- I am honored to speak on behalf of ASEAN.
- The important role of the reconciliation processes in the maintenance of regional and international peace and security can be gleaned through ASEAN’s experience. ASEAN plays an important role in post conflict situations. The Bali Concord II, signed in 2003, mandated ASEAN to find “innovative ways to increase its security and establish modalities for the ASEAN Security Community,” including in the area of post-conflict peacebuilding.
- Established in 2011, the ASEAN Institute for Peace and Reconciliation or ASEAN-IPR was envisioned to be ASEAN’s knowledge hub and centre of excellence in building capacity on conflict resolution and further strengthening peace-oriented values towards harmony, peace, security and stability in the region and beyond.

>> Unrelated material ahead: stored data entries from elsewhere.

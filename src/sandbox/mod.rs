//! Pooled container sandbox for executing untrusted user functions.
//!
//! See [`pool::ContainerPool`] for the pool contract and [`ipc`] for the
//! file-based handshake used to communicate with the in-container executor.
//! Feature-gated: only compiled with `--features containers`.

pub mod ipc;
pub mod pool;
pub mod runtime;
pub mod worker_pool;

pub use pool::{ContainerPool, FunctionResult, PoolConfig, PoolError, PooledContainer};
pub use runtime::{detect_runtime, ContainerRuntime, ContainerSpec, ExecOutput};
pub use worker_pool::{SharedWorkerPool, WorkerPoolConfig};
//! TOML configuration loading, env-var overrides, and atomic saves.
//!
//! # Loading order
//! 1. Parse `~/.kiln/config.toml` (or the path in `KILN_CONFIG`)
//! 2. Apply `KILN_*` environment variable overrides
//! 3. Fall back to [`AppConfig::default()`] if the file is missing
//!
//! # Atomic save
//! Writes to `<path>.tmp` → fsync → rename to `<path>` to avoid partial
//! writes corrupting the config file.

use std::{
    env,
    fs,
    path::{Path, PathBuf},
};

use super::schema::AppConfig;

// ─── default_config_path ─────────────────────────────────────────────────────

/// Return the default config file path: `~/.kiln/config.toml`.
pub fn default_config_path() -> Result<PathBuf, String> {
    dirs::home_dir()
        .map(|h| h.join(".kiln").join("config.toml"))
        .ok_or_else(|| "could not determine home directory".to_string())
}

// ─── load_config ─────────────────────────────────────────────────────────────

/// Load [`AppConfig`] from the given path, falling back to defaults if the
/// file does not exist, then applying environment variable overrides.
pub fn load_config(path: &Path) -> Result<AppConfig, String> {
    let mut config = match fs::read_to_string(path) {
        Ok(content) => toml::from_str::<AppConfig>(&content)
            .map_err(|e| format!("failed to parse config at {path:?}: {e}"))?,
        Err(e) if e.kind() == std::io::ErrorKind::NotFound => AppConfig::default(),
        Err(e) => return Err(format!("failed to read config at {path:?}: {e}")),
    };

    apply_env_overrides(&mut config);
    Ok(config)
}

/// Load config from the default path, creating the directory if needed.
pub fn load_default_config() -> AppConfig {
    let path = env::var("KILN_CONFIG")
        .map(PathBuf::from)
        .unwrap_or_else(|_| default_config_path().unwrap_or_else(|_| PathBuf::from("config.toml")));

    load_config(&path).unwrap_or_default()
}

// ─── apply_env_overrides ─────────────────────────────────────────────────────

/// Apply `KILN_*` environment variable overrides to `config`.
///
/// Supported overrides:
/// - `KILN_PROVIDER_ID`          → `provider.default_id`
/// - `KILN_PROVIDER_MODEL`       → `provider.default_model`
/// - `KILN_SECURITY_LEVEL`       → `security.autonomy_level`
/// - `KILN_DATABASE_PATH`        → `database.path`
/// - `KILN_GATEWAY_BIND_ADDR`    → `gateway.bind_addr`
/// - `KILN_LOG_LEVEL`            → `logging.log_level`
/// - `KILN_POOL_MIN_SIZE`        → `pool.pool_min_size`
/// - `KILN_POOL_MAX_SIZE`        → `pool.pool_max_size`
/// - `KILN_FUNCTIONS_DIR`        → `registry.functions_dir`
/// - `KILN_AGENTS_DIR`           → `registry.agents_dir`
fn apply_env_overrides(config: &mut AppConfig) {
    if let Ok(v) = env::var("KILN_PROVIDER_ID") {
        config.provider.default_id = v;
    }
    if let Ok(v) = env::var("KILN_PROVIDER_MODEL") {
        config.provider.default_model = v;
    }
    if let Ok(v) = env::var("KILN_SECURITY_LEVEL") {
        config.security.autonomy_level = v;
    }
    if let Ok(v) = env::var("KILN_DATABASE_PATH") {
        config.database.path = Some(v);
    }
    if let Ok(v) = env::var("KILN_GATEWAY_BIND_ADDR") {
        config.gateway.bind_addr = v;
    }
    if let Ok(v) = env::var("KILN_LOG_LEVEL") {
        config.logging.log_level = v;
    }
    if let Ok(v) = env::var("KILN_POOL_MIN_SIZE") {
        if let Ok(n) = v.parse() {
            config.pool.pool_min_size = n;
        }
    }
    if let Ok(v) = env::var("KILN_POOL_MAX_SIZE") {
        if let Ok(n) = v.parse() {
            config.pool.pool_max_size = n;
        }
    }
    if let Ok(v) = env::var("KILN_FUNCTIONS_DIR") {
        config.registry.functions_dir = Some(v);
    }
    if let Ok(v) = env::var("KILN_AGENTS_DIR") {
        config.registry.agents_dir = Some(v);
    }
}

// ─── save_config ─────────────────────────────────────────────────────────────

/// Atomically save `config` to `path`.
///
/// Writes to `<path>.tmp`, syncs to disk, creates a backup of the existing
/// file as `<path>.bak`, then renames the temp file to `<path>`.
pub fn save_config(path: &Path, config: &AppConfig) -> Result<(), String> {
    let content = toml::to_string_pretty(config)
        .map_err(|e| format!("failed to serialise config: {e}"))?;

    if let Some(parent) = path.parent() {
        fs::create_dir_all(parent)
            .map_err(|e| format!("failed to create config dir: {e}"))?;
    }

    let tmp_path = path.with_extension("toml.tmp");

    fs::write(&tmp_path, &content).map_err(|e| format!("failed to write temp config: {e}"))?;

    if path.exists() {
        let bak_path = path.with_extension("toml.bak");
        fs::copy(path, &bak_path).map_err(|e| format!("failed to backup config: {e}"))?;
    }

    fs::rename(&tmp_path, path).map_err(|e| format!("failed to replace config file: {e}"))?;

    Ok(())
}

// ─── Tests ───────────────────────────────────────────────────────────────────

#[cfg(test)]
#[allow(unsafe_code)] // env::set_var / remove_var are unsafe in Rust 2024; tests are single-threaded.
mod tests {
    use super::*;
    use tempfile::TempDir;

    fn write_config(dir: &TempDir, content: &str) -> PathBuf {
        let path = dir.path().join("config.toml");
        fs::write(&path, content).unwrap();
        path
    }

    #[test]
    fn load_missing_file_returns_defaults() {
        let dir = TempDir::new().unwrap();
        let path = dir.path().join("nonexistent.toml");
        let config = load_config(&path).unwrap();
        assert_eq!(config, AppConfig::default());
    }

    #[test]
    fn load_partial_config_fills_defaults() {
        let dir = TempDir::new().unwrap();
        let path = write_config(
            &dir,
            r#"
[provider]
default_id = "anthropic"
"#,
        );
        let config = load_config(&path).unwrap();
        assert_eq!(config.provider.default_id, "anthropic");
        assert_eq!(config.provider.max_retries, 3);
        assert_eq!(config.security.autonomy_level, "supervised");
    }

    #[test]
    fn load_full_config() {
        let dir = TempDir::new().unwrap();
        let path = write_config(
            &dir,
            r#"
[provider]
default_id = "openrouter"
default_model = "openai/gpt-4o"
request_timeout_secs = 30
max_retries = 5

[security]
autonomy_level = "autonomous"
rate_limit_per_minute = 120

[pool]
pool_min_size = 4
pool_max_size = 16

[queue]
queue_max_retries = 5
"#,
        );
        let config = load_config(&path).unwrap();
        assert_eq!(config.provider.default_model, "openai/gpt-4o");
        assert_eq!(config.provider.max_retries, 5);
        assert_eq!(config.security.autonomy_level, "autonomous");
        assert_eq!(config.pool.pool_min_size, 4);
        assert_eq!(config.queue.queue_max_retries, 5);
    }

    #[test]
    fn save_and_reload_round_trip() {
        let dir = TempDir::new().unwrap();
        let path = dir.path().join("config.toml");

        let mut original = AppConfig::default();
        original.provider.default_model = "openai/gpt-4o-mini".to_owned();
        original.security.autonomy_level = "autonomous".to_owned();

        save_config(&path, &original).unwrap();
        let loaded = load_config(&path).unwrap();
        assert_eq!(loaded, original, "config should round-trip through save/load");
    }

    #[test]
    fn save_creates_backup() {
        let dir = TempDir::new().unwrap();
        let path = dir.path().join("config.toml");

        save_config(&path, &AppConfig::default()).unwrap();
        save_config(&path, &AppConfig::default()).unwrap();

        let bak = path.with_extension("toml.bak");
        assert!(bak.exists(), "backup file should exist after second save");
    }

    #[test]
    fn save_creates_parent_directories() {
        let dir = TempDir::new().unwrap();
        let nested_path = dir.path().join("a").join("b").join("config.toml");
        save_config(&nested_path, &AppConfig::default()).unwrap();
        assert!(nested_path.exists(), "config should be created in nested dirs");
    }

    #[test]
    fn env_override_provider_id() {
        let key = "KILN_PROVIDER_ID";
        // SAFETY: single-threaded test context; no other threads read this var.
        unsafe {
            env::set_var(key, "groq");
        }
        let config = load_default_config();
        // SAFETY: same as set_var above.
        unsafe {
            env::remove_var(key);
        }
        assert_eq!(config.provider.default_id, "groq");
    }

    #[test]
    fn env_override_security_level() {
        let key = "KILN_SECURITY_LEVEL";
        // SAFETY: single-threaded test context; no other threads read this var.
        unsafe {
            env::set_var(key, "readonly");
        }
        let config = load_default_config();
        // SAFETY: same as set_var above.
        unsafe {
            env::remove_var(key);
        }
        assert_eq!(config.security.autonomy_level, "readonly");
    }

    #[test]
    fn env_override_pool_min_size() {
        let key = "KILN_POOL_MIN_SIZE";
        // SAFETY: single-threaded test context; no other threads read this var.
        unsafe {
            env::set_var(key, "9");
        }
        let config = load_default_config();
        // SAFETY: same as set_var above.
        unsafe {
            env::remove_var(key);
        }
        assert_eq!(config.pool.pool_min_size, 9);
    }

    #[test]
    fn load_invalid_toml_returns_error() {
        let dir = TempDir::new().unwrap();
        let path = write_config(&dir, "this is not valid toml!!!");
        let result = load_config(&path);
        assert!(result.is_err(), "invalid TOML should return an error");
    }
}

- The ASEAN-IPR successfully held a number of activities, namely the “ASEAN-IPR Regional Youth Conference on Peace and Tolerance” in 2018 in Jakarta and the “Mainstreaming Peace and Reconciliation in ASEAN: An ASEAN Institute for Peace and Reconciliation Training Series” this year in Manila. We welcome the collaboration between ASEAN-IPR and the UN in convening a Workshop on “ASEAN Perspectives in Conflict Management & Conflict Resolution in the Region” held in in Jakarta, and looks forward to more active initiatives of the Institute in the future. It has likewise successfully launched its first research study entitled Lessons Learned from a Process of Conflict Resolution between the Philippine Government and the Moro National Liberation Front (MNLF) as Mediated by Indonesia (1993-1996) and the seminar on the outcome of this project in September 2019.
- At the 10th ASEAN-UN Summit held in Bangkok three weeks ago, ASEAN and the United Nations reaffirmed their commitment to cooperate through the ASEAN-IPR. The UN and Viet Nam will co-host the Seventh ASEAN-UN workshop – Fifth Regional Dialogue on Political-Security Cooperation: ‘Focused collaboration in support of the ASEAN Institute for Peace and Reconciliation’ on 3-4 December in Ha Noi.

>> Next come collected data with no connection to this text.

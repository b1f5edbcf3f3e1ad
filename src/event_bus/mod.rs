pub mod tokio_bus;
pub mod traits;

pub use tokio_bus::TokioBroadcastBus;
pub use traits::{AppEvent, EventBus, EventFilter, EventType};
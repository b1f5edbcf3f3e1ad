//! Database model for durable [`Job`](crate::queue::Job) rows.

use diesel::prelude::*;
use serde::{Deserialize, Serialize};

use crate::database::schema::jobs;

#[derive(Debug, Clone, Copy, PartialEq, Eq, Serialize, Deserialize)]
#[serde(rename_all = "snake_case")]
pub enum JobStatus {
    Queued,
    Running,
    Completed,
    Failed,
}

impl JobStatus {
    pub fn as_str(&self) -> &'static str {
        match self {
            JobStatus::Queued => "queued",
            JobStatus::Running => "running",
            JobStatus::Completed => "completed",
            JobStatus::Failed => "failed",
        }
    }

    pub fn parse(s: &str) -> Option<Self> {
        match s {
            "queued" => Some(Self::Queued),
            "running" => Some(Self::Running),
            "completed" => Some(Self::Completed),
            "failed" => Some(Self::Failed),
            _ => None,
        }
    }
}

#[derive(Debug, Clone, Queryable, Selectable)]
#[diesel(table_name = jobs)]
pub struct JobRow {
    pub id: String,
    pub queue_name: String,
    pub kind: String,
    pub payload_json: String,
    pub attempt: i32,
    pub status: String,
    pub channel_id: Option<String>,
    pub enqueued_at: String,
    pub defer_until: Option<String>,
}

#[derive(Debug, Clone, Insertable)]
#[diesel(table_name = jobs)]
pub struct NewJob {
    pub id: String,
    pub queue_name: String,
    pub kind: String,
    pub payload_json: String,
    pub attempt: i32,
    pub status: String,
    pub channel_id: Option<String>,
    pub enqueued_at: String,
    pub defer_until: Option<String>,
}

#[derive(Debug, Clone, AsChangeset)]
#[diesel(table_name = jobs)]
pub struct JobUpdate {
    pub attempt: Option<i32>,
    pub status: Option<String>,
    pub defer_until: Option<Option<String>>,
}
//! Per-user, namespaced key/value state, exposed to agents via the
//! `save_state`/`retrieve_state`/`update_state`/`delete_state` tools.

pub mod store;

pub use store::{StateError, StateStore};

- We likewise welcome the establishment of the ASEAN Women for Peace Registry (AWPR) last year as a ground-breaking initiative to take stock of ASEAN women experts in the field of peace and reconciliation who may be tapped in times when a specific expertise is required. This year, underscoring women’s participation, we also welcome various initiatives and actions on women’s role in peace processes, namely the convening of the ASEAN Women Interfaith Dialogue: Promoting Understanding for an Inclusive and Peaceful Society in Jakarta, the first regional symposium on Implementing Women, Peace and Security Agenda in ASEAN which was held in Phnom Penh, and the Regional Training on Women, Peace and Security in Jakarta.

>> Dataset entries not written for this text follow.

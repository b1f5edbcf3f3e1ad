//! Unified entry point for running one function: resolves the function spec,
//! validates input/output against JSON Schema, routes to the shared worker
//! pool or the sandbox container pool, and keeps the `ExecutionRecord` row
//! in sync. Implements [`JobHandler`] for the `functions` queue.

mod schema_check;

use std::sync::Arc;
use std::time::Instant;

use diesel::prelude::*;
use serde_json::Value;
use thiserror::Error;

use crate::database::{
    models::execution::{ExecutionRecordRow, ExecutionRecordUpdate, ExecutionStatus, NewExecutionRecord},
    schema::execution_records::dsl,
    DbPool,
};
use crate::queue::{Job, JobHandler, JobPayload};
use crate::registry::FunctionRegistry;
use crate::sandbox::{ContainerPool, SharedWorkerPool};

pub use schema_check::{coerce_to_schema, SchemaCheckError};

#[derive(Debug, Error)]
pub enum ExecutorError {
    #[error("function {0} not found or inactive")]
    NotFound(String),
    #[error("input validation failed: {0}")]
    Validation(String),
    #[error("output validation failed: {0}")]
    OutputValidation(String),
    #[error("sandbox execution failed: {0}")]
    Infrastructure(String),
    #[error("database error: {0}")]
    Database(String),
    #[error("execution {0} is not awaiting input")]
    NotAwaitingInput(String),
}

pub struct Executor {
    db: DbPool,
    functions: Arc<dyn FunctionRegistry>,
    container_pool: Arc<ContainerPool>,
    worker_pool: Arc<SharedWorkerPool>,
}

impl Executor {
    pub fn new(
        db: DbPool,
        functions: Arc<dyn FunctionRegistry>,
        container_pool: Arc<ContainerPool>,
        worker_pool: Arc<SharedWorkerPool>,
    ) -> Self {
        Self { db, functions, container_pool, worker_pool }
    }

    /// Resolve the `namespace/name` a previously created execution targets,
    /// for callers (the continuation tool) that only hold an `execution_id`.
    pub async fn function_ref_for_execution(&self, execution_id: &str) -> Result<String, ExecutorError> {
        let record = self
            .load_record(execution_id)
            .await?
            .ok_or_else(|| ExecutorError::NotFound(execution_id.to_string()))?;
        Ok(format!("{}/{}", record.function_namespace, record.function_name))
    }

    #[allow(clippy::too_many_arguments)]
    pub async fn execute_function(
        &self,
        function_ref: &str,
        input: Value,
        execution_id: &str,
        trigger_type: &str,
        trigger_id: &str,
        user_id: &str,
        chat_id: Option<&str>,
        resume_data: Option<Value>,
    ) -> Result<Value, ExecutorError> {
        let (namespace, name) = crate::registry::parse_ref(function_ref)
            .map_err(ExecutorError::Validation)?;

        let is_resume = resume_data.is_some();
        let existing = self.load_record(execution_id).await?;

        if is_resume {
            let record = existing
                .as_ref()
                .ok_or_else(|| ExecutorError::NotAwaitingInput(execution_id.to_string()))?;
            if record.status != ExecutionStatus::AwaitingInput.as_str() {
                return Err(ExecutorError::NotAwaitingInput(execution_id.to_string()));
            }
        } else if let Some(record) = &existing {
            // At-least-once redelivery of the same `execution_id`: a prior
            // attempt already ran this to completion, so return its stored
            // result rather than re-running the function.
            if record.status == ExecutionStatus::Completed.as_str() {
                let output = record
                    .output_json
                    .as_deref()
                    .map(serde_json::from_str::<Value>)
                    .transpose()
                    .map_err(|e| ExecutorError::Database(e.to_string()))?
                    .unwrap_or(Value::Null);
                return Ok(output);
            }
        } else {
            self.insert_record(NewExecutionRecord {
                id: execution_id.to_string(),
                function_namespace: namespace.to_string(),
                function_name: name.to_string(),
                trigger_type: trigger_type.to_string(),
                trigger_id: trigger_id.to_string(),
                user_id: user_id.to_string(),
                chat_id: chat_id.map(str::to_string),
                status: ExecutionStatus::Pending.as_str().to_string(),
                input_json: input.to_string(),
                created_at: chrono::Utc::now().to_rfc3339(),
            })
            .await?;
        }

        self.mark_running(execution_id).await?;

        let spec = self
            .functions
            .get(namespace, name)
            .filter(|f| f.active)
            .ok_or_else(|| ExecutorError::NotFound(function_ref.to_string()))?;

        let effective_input = if is_resume {
            resume_data.unwrap_or(Value::Null)
        } else {
            coerce_to_schema(&input, &spec.input_schema).map_err(|e| ExecutorError::Validation(e.to_string()))?
        };

        let started = Instant::now();
        let context = serde_json::json!({"user_id": user_id, "execution_id": execution_id});

        let outcome = if spec.shared_pool {
            self.worker_pool
                .execute(namespace, name, effective_input, context, execution_id)
                .await
                .map_err(|e| ExecutorError::Infrastructure(e.to_string()))?
        } else {
            self.container_pool
                .execute(namespace, name, effective_input, context, execution_id)
                .await
                .map_err(|e| ExecutorError::Infrastructure(e.to_string()))?
        };

        let duration_ms = started.elapsed().as_millis() as i32;

        match outcome.status.as_str() {
            "completed" => {
                let result = outcome.result.unwrap_or(Value::Null);
                if let Some(schema) = &spec.output_schema {
                    coerce_to_schema(&result, schema).map_err(|e| ExecutorError::OutputValidation(e.to_string()))?;
                }
                self.mark_completed(execution_id, &result, duration_ms).await?;
                Ok(result)
            }
            "timeout" => {
                let err = outcome.error.unwrap_or_else(|| "timed out".to_string());
                self.mark_failed(execution_id, &err, duration_ms).await?;
                Err(ExecutorError::Infrastructure(err))
            }
            _ => {
                let err = outcome.error.unwrap_or_else(|| "execution failed".to_string());
                self.mark_failed(execution_id, &err, duration_ms).await?;
                Err(ExecutorError::Infrastructure(err))
            }
        }
    }

    // ── record persistence ────────────────────────────────────────────

    async fn load_record(&self, execution_id: &str) -> Result<Option<ExecutionRecordRow>, ExecutorError> {
        let db = self.db.clone();
        let id = execution_id.to_string();
        tokio::task::spawn_blocking(move || {
            let mut conn = db.get().map_err(|e| e.to_string())?;
            dsl::execution_records
                .filter(dsl::id.eq(&id))
                .first::<ExecutionRecordRow>(&mut conn)
                .optional()
                .map_err(|e| e.to_string())
        })
        .await
        .map_err(|e| ExecutorError::Database(e.to_string()))?
        .map_err(ExecutorError::Database)
    }

    async fn insert_record(&self, row: NewExecutionRecord) -> Result<(), ExecutorError> {
        let db = self.db.clone();
        tokio::task::spawn_blocking(move || {
            let mut conn = db.get().map_err(|e| e.to_string())?;
            diesel::insert_into(dsl::execution_records)
                .values(&row)
                .execute(&mut conn)
                .map_err(|e| e.to_string())
        })
        .await
        .map_err(|e| ExecutorError::Database(e.to_string()))?
        .map_err(ExecutorError::Database)?;
        Ok(())
    }

    async fn update_record(&self, execution_id: &str, update: ExecutionRecordUpdate) -> Result<(), ExecutorError> {
        let db = self.db.clone();
        let id = execution_id.to_string();
        tokio::task::spawn_blocking(move || {
            let mut conn = db.get().map_err(|e| e.to_string())?;
            diesel::update(dsl::execution_records.filter(dsl::id.eq(&id)))
                .set(update)
                .execute(&mut conn)
                .map_err(|e| e.to_string())
        })
        .await
        .map_err(|e| ExecutorError::Database(e.to_string()))?
        .map_err(ExecutorError::Database)?;
        Ok(())
    }

    async fn mark_running(&self, execution_id: &str) -> Result<(), ExecutorError> {
        self.update_record(
            execution_id,
            ExecutionRecordUpdate {
                status: Some(ExecutionStatus::Running.as_str().to_string()),
                output_json: None,
                error: None,
                traceback: None,
                started_at: Some(chrono::Utc::now().to_rfc3339()),
                completed_at: None,
                duration_ms: None,
                generator_state: None,
            },
        )
        .await
    }

    async fn mark_completed(&self, execution_id: &str, result: &Value, duration_ms: i32) -> Result<(), ExecutorError> {
        self.update_record(
            execution_id,
            ExecutionRecordUpdate {
                status: Some(ExecutionStatus::Completed.as_str().to_string()),
                output_json: Some(result.to_string()),
                error: None,
                traceback: None,
                started_at: None,
                completed_at: Some(chrono::Utc::now().to_rfc3339()),
                duration_ms: Some(duration_ms),
                generator_state: None,
            },
        )
        .await
    }

    async fn mark_failed(&self, execution_id: &str, error: &str, duration_ms: i32) -> Result<(), ExecutorError> {
        self.update_record(
            execution_id,
            ExecutionRecordUpdate {
                status: Some(ExecutionStatus::Failed.as_str().to_string()),
                output_json: None,
                error: Some(error.to_string()),
                traceback: None,
                started_at: None,
                completed_at: Some(chrono::Utc::now().to_rfc3339()),
                duration_ms: Some(duration_ms),
                generator_state: None,
            },
        )
        .await
    }
}

#[async_trait::async_trait]
impl JobHandler for Executor {
    async fn handle(&self, job: &Job) -> Result<Value, String> {
        match &job.payload {
            JobPayload::Function {
                function_namespace,
                function_name,
                input_data,
                execution_id,
                trigger_type,
                trigger_id,
                user_id,
                chat_id,
            } => {
                let function_ref = format!("{function_namespace}/{function_name}");
                self.execute_function(
                    &function_ref,
                    input_data.clone(),
                    execution_id,
                    trigger_type,
                    trigger_id,
                    user_id,
                    chat_id.as_deref(),
                    None,
                )
                .await
                .map_err(|e| e.to_string())
            }
            _ => Err("Executor only handles Function jobs".to_string()),
        }
    }
}

#[cfg(test)]
mod tests {
    use super::*;
    use crate::registry::InMemoryFunctionRegistry;
    use crate::sandbox::{ContainerPool, ContainerRuntime, ExecOutput, PoolConfig, SharedWorkerPool, WorkerPoolConfig};
    use async_trait::async_trait;

    struct DeadRuntime;

    #[async_trait]
    impl ContainerRuntime for DeadRuntime {
        fn binary_name(&self) -> &str {
            "none"
        }
        fn is_available(&self) -> bool {
            false
        }
        async fn pull_image(&self, _image: &str) -> Result<(), String> {
            Err("no runtime in tests".to_string())
        }
        async fn run_detached(&self, _spec: &crate::sandbox::ContainerSpec) -> Result<String, String> {
            Err("no runtime in tests".to_string())
        }
        async fn exec(
            &self,
            _container_id: &str,
            _cmd: &[String],
            _stdin: Option<&[u8]>,
            _timeout_secs: u64,
        ) -> Result<ExecOutput, String> {
            Err("no runtime in tests".to_string())
        }
        async fn inspect_running(&self, _container_id: &str) -> Result<bool, String> {
            Ok(false)
        }
        async fn stop(&self, _container_id: &str) -> Result<(), String> {
            Ok(())
        }
        async fn remove(&self, _container_id: &str) -> Result<(), String> {
            Ok(())
        }
        async fn list_by_prefix(&self, _prefix: &str) -> Result<Vec<String>, String> {
            Ok(Vec::new())
        }
    }

    fn build_executor() -> Executor {
        let db = crate::database::init_in_memory().expect("in-memory db");
        let runtime: Arc<dyn ContainerRuntime> = Arc::new(DeadRuntime);
        let container_pool = Arc::new(ContainerPool::new(runtime.clone(), PoolConfig::default()));
        let worker_pool = Arc::new(SharedWorkerPool::new(runtime, WorkerPoolConfig::default()));
        let functions: Arc<dyn FunctionRegistry> = Arc::new(InMemoryFunctionRegistry::empty());
        Executor::new(db, functions, container_pool, worker_pool)
    }

    #[tokio::test]
    async fn redelivery_of_a_completed_execution_returns_the_stored_result_without_rerunning() {
        let executor = build_executor();
        let execution_id = "exec-redelivered";

        executor
            .insert_record(NewExecutionRecord {
                id: execution_id.to_string(),
                function_namespace: "ops".to_string(),
                function_name: "send_email".to_string(),
                trigger_type: "agent_tool_call".to_string(),
                trigger_id: "chat-1".to_string(),
                user_id: "user-1".to_string(),
                chat_id: Some("chat-1".to_string()),
                status: ExecutionStatus::Pending.as_str().to_string(),
                input_json: "{}".to_string(),
                created_at: chrono::Utc::now().to_rfc3339(),
            })
            .await
            .expect("insert");
        executor
            .mark_completed(execution_id, &serde_json::json!({"ok": true}), 12)
            .await
            .expect("mark completed");

        // `ops/send_email` isn't in the (empty) function registry, so if the
        // idempotency guard didn't short-circuit before the registry lookup,
        // this would fail with `ExecutorError::NotFound` instead.
        let result = executor
            .execute_function(
                "ops/send_email",
                Value::Null,
                execution_id,
                "agent_tool_call",
                "chat-1",
                "user-1",
                Some("chat-1"),
                None,
            )
            .await
            .expect("idempotent redelivery returns the stored result");

        assert_eq!(result, serde_json::json!({"ok": true}));

        let record = executor.load_record(execution_id).await.unwrap().unwrap();
        assert_eq!(record.status, ExecutionStatus::Completed.as_str());
    }
}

- ASEAN stands ready in partnership with key stakeholders and in solidarity with the community of nations to identify more innovative and inclusive approaches to promote the UN’s peacebuilding and sustaining peace agenda, including reconciliation processes, in the region. END
Madam President, I now would like to offer some insights in my national capacity.
For the Philippines, reconciliation is a long-term process that seeks innovative ways “to address, integrate and embrace the painful past with the shared future as a means of dealing with the present.”
The foundation for this approach is an environment that builds, nurtures and embraces a culture of peace. For the Philippine government, components of this environment includes catch-up socio-economic development programs” in conflict affected areas, conflict sensitivity” programs and the continuous development of a peace constituency supportive of the peace process. An integral component as well are the People’s Peace Tables initiatives for the Youth, Indigenous Peoples, Women, Sultanates, and other stakeholders, which serve as a platform for conversations on peace and conflict issues. Finally, government’s early recovery and rehabilitation program are implemented using a peace lens to ensure that the work delivers on physical reconstruction and rebuilds the torn social fabric of the communities.
Madam President, our experience with the signing of the Bangsamoro Organic Law for the Autonomous Region in Muslim Mindanao in July 2018 taught us that the signing of a peace agreement is just the beginning of the peace process. The process is completed when every Filipino owns the peace, and the peace dividends of progress, security and a comfortable life are enjoyed by all.